A Conmebol oficializou a implementação de rigorosas regras “anti-cera” nas competições continentais. As mudanças, que visam aumentar o tempo de bola rolando, estreiam já no retorno da Libertadores e Sul-Americana.
O futebol sul-americano entra em uma nova era de agilidade a partir deste mês de julho. Em um movimento estratégico para elevar o nível do espetáculo, a Conmebol confirmou que adotará as diretrizes de arbitragem testadas na Copa do Mundo, com foco direto no combate à “cera” e na redução de interrupções que tanto irritam o torcedor apaixonado.

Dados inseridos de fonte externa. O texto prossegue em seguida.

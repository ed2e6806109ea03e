//! Cluster membership
//!
//! Each node periodically writes a self-description under its node key and
//! scores it in `platform_cluster`. Members that miss heartbeats for
//! [`NODE_TTL_SECS`] disappear from the listing.

use chrono::{DateTime, Utc};
use ctibus_core::keys::CLUSTER_LIST;
use ctibus_core::service::{EphemeralRegistry, RegistryEntry};
use ctibus_core::{KeyBuilder, StoreContext};
use serde::{Deserialize, Serialize};
use std::time::Duration;
use tokio::task::JoinHandle;
use tokio_util::sync::CancellationToken;
use tracing::{debug, info, warn};

use crate::error::Result;

pub const NODE_TTL_SECS: u64 = 120;

/// What a node publishes about itself
#[derive(Debug, Clone, PartialEq, Eq, Serialize, Deserialize)]
pub struct NodeInfo {
    pub platform_id: String,
    pub hostname: String,
    pub version: String,
    pub started_at: DateTime<Utc>,
    pub last_heartbeat: DateTime<Utc>,
}

impl NodeInfo {
    #[must_use]
    pub fn new(platform_id: impl Into<String>, hostname: impl Into<String>) -> Self {
        let now = Utc::now();
        Self {
            platform_id: platform_id.into(),
            hostname: hostname.into(),
            version: env!("CARGO_PKG_VERSION").to_string(),
            started_at: now,
            last_heartbeat: now,
        }
    }
}

#[derive(Clone)]
pub struct NodeRegistry {
    registry: EphemeralRegistry,
    keys: KeyBuilder,
}

impl std::fmt::Debug for NodeRegistry {
    fn fmt(&self, f: &mut std::fmt::Formatter<'_>) -> std::fmt::Result {
        f.debug_struct("NodeRegistry").finish_non_exhaustive()
    }
}

impl NodeRegistry {
    #[must_use]
    pub fn new(ctx: &StoreContext) -> Self {
        Self {
            registry: EphemeralRegistry::new(ctx.store()),
            keys: ctx.keys().clone(),
        }
    }

    /// Write or refresh this node's entry
    pub async fn register_instance(&self, info: &NodeInfo) -> Result<()> {
        let value = serde_json::to_value(info)?;
        self.registry
            .set_key_with_list(
                &self.keys.cluster_node(&info.platform_id),
                &[self.keys.cluster()],
                &value,
                NODE_TTL_SECS,
            )
            .await?;
        Ok(())
    }

    /// Live members, lapsed ones pruned first
    pub async fn get_instances(&self) -> Result<Vec<RegistryEntry>> {
        Ok(self
            .registry
            .keys_from_list(&self.keys.cluster(), Some(NODE_TTL_SECS))
            .await?)
    }

    pub async fn unregister_instance(&self, platform_id: &str) -> Result<()> {
        self.registry
            .del_key_with_list(&self.keys.cluster_node(platform_id), &[self.keys.cluster()])
            .await?;
        Ok(())
    }

    /// Re-register every `interval` until cancelled, then leave the cluster
    pub fn spawn_heartbeat(
        &self,
        mut info: NodeInfo,
        interval: Duration,
        cancel: CancellationToken,
    ) -> JoinHandle<()> {
        let registry = self.clone();
        tokio::spawn(async move {
            info!(platform_id = %info.platform_id, interval = ?interval, "Cluster heartbeat started");
            loop {
                info.last_heartbeat = Utc::now();
                match registry.register_instance(&info).await {
                    Ok(()) => debug!(platform_id = %info.platform_id, "Heartbeat sent"),
                    Err(e) => warn!(platform_id = %info.platform_id, error = %e, "Heartbeat failed"),
                }
                tokio::select! {
                    () = cancel.cancelled() => break,
                    () = tokio::time::sleep(interval) => {}
                }
            }
            if let Err(e) = registry.unregister_instance(&info.platform_id).await {
                warn!(platform_id = %info.platform_id, error = %e, "Failed to leave cluster");
            }
            info!(platform_id = %info.platform_id, "Cluster heartbeat stopped");
        })
    }
}

/// Name for nodes configured without an explicit id
#[must_use]
pub fn default_node_id(hostname: &str) -> String {
    format!("{CLUSTER_LIST}:{hostname}:{}", nanoid_suffix())
}

fn nanoid_suffix() -> String {
    ctibus_core::models::generate_token().chars().take(8).collect()
}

As novas normas, ratificadas pela IFAB (International Football Association Board), buscam garantir que a bola fique em jogo por mais tempo. A medida impacta diretamente o desenrolar da fase decisiva da Libertadores e da Sul-Americana, trazendo um desafio extra para os clubes que costumam utilizar o “crono-gerenciamento” para segurar resultados.
Adeus ao antijogo
A principal mudança está no controle cronometrado. A partir de agora, o árbitro terá autonomia para punir a lentidão em cobranças de lateral e tiros de meta. Se a bola não for reposta em campo no prazo de cinco segundos, a punição será severa: a reversão do arremesso lateral ou, no caso do tiro de meta, a concessão de um escanteio ao adversário.
Além disso, o tempo de substituição foi limitado a 10 segundos. Caso o atleta que será substituído demore a deixar o gramado, o seu substituto só poderá entrar em campo após um minuto de atraso, deixando a equipe com um jogador a menos temporariamente.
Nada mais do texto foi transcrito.